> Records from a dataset
================================

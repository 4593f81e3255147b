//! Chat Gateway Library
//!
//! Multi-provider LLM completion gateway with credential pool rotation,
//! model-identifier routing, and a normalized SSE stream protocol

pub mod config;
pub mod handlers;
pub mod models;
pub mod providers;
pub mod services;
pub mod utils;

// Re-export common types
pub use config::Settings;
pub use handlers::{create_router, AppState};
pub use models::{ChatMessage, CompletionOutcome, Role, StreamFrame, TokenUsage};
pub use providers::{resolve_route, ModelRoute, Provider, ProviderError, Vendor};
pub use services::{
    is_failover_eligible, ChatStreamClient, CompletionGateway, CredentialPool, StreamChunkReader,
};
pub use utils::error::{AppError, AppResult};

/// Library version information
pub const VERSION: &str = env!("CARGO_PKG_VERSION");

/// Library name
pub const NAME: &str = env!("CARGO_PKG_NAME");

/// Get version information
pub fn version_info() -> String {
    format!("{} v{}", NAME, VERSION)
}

================================

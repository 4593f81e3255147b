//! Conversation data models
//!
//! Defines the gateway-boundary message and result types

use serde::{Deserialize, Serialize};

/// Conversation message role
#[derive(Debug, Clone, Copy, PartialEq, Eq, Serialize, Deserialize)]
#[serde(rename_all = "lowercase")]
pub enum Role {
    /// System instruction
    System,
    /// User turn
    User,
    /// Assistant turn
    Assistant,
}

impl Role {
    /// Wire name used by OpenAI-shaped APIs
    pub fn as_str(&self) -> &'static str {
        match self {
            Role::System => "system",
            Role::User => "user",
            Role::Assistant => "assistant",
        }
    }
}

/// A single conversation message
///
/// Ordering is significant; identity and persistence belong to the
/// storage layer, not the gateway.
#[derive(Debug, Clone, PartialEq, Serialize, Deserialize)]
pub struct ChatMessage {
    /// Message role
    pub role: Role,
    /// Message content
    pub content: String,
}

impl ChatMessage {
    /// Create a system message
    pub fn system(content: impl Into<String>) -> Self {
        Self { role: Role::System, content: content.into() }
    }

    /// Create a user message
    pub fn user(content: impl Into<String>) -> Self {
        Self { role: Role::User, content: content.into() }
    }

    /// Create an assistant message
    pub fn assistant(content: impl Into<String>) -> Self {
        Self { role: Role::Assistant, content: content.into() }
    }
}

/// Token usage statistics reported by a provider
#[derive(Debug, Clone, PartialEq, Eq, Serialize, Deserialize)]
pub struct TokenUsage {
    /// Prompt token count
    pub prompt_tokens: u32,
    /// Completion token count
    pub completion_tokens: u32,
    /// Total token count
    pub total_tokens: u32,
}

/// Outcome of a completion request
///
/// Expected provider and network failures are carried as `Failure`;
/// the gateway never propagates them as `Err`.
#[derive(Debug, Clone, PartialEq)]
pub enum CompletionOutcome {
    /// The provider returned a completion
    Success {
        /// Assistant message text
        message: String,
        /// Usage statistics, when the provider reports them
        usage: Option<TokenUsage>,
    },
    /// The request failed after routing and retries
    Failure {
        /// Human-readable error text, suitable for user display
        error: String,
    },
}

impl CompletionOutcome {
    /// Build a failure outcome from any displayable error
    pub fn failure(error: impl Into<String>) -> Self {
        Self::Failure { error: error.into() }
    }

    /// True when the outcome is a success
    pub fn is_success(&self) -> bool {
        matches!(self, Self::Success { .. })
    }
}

================================

> Task
Count how many lines in the entries above hold the word "const". Give that number by itself.

> Answer
2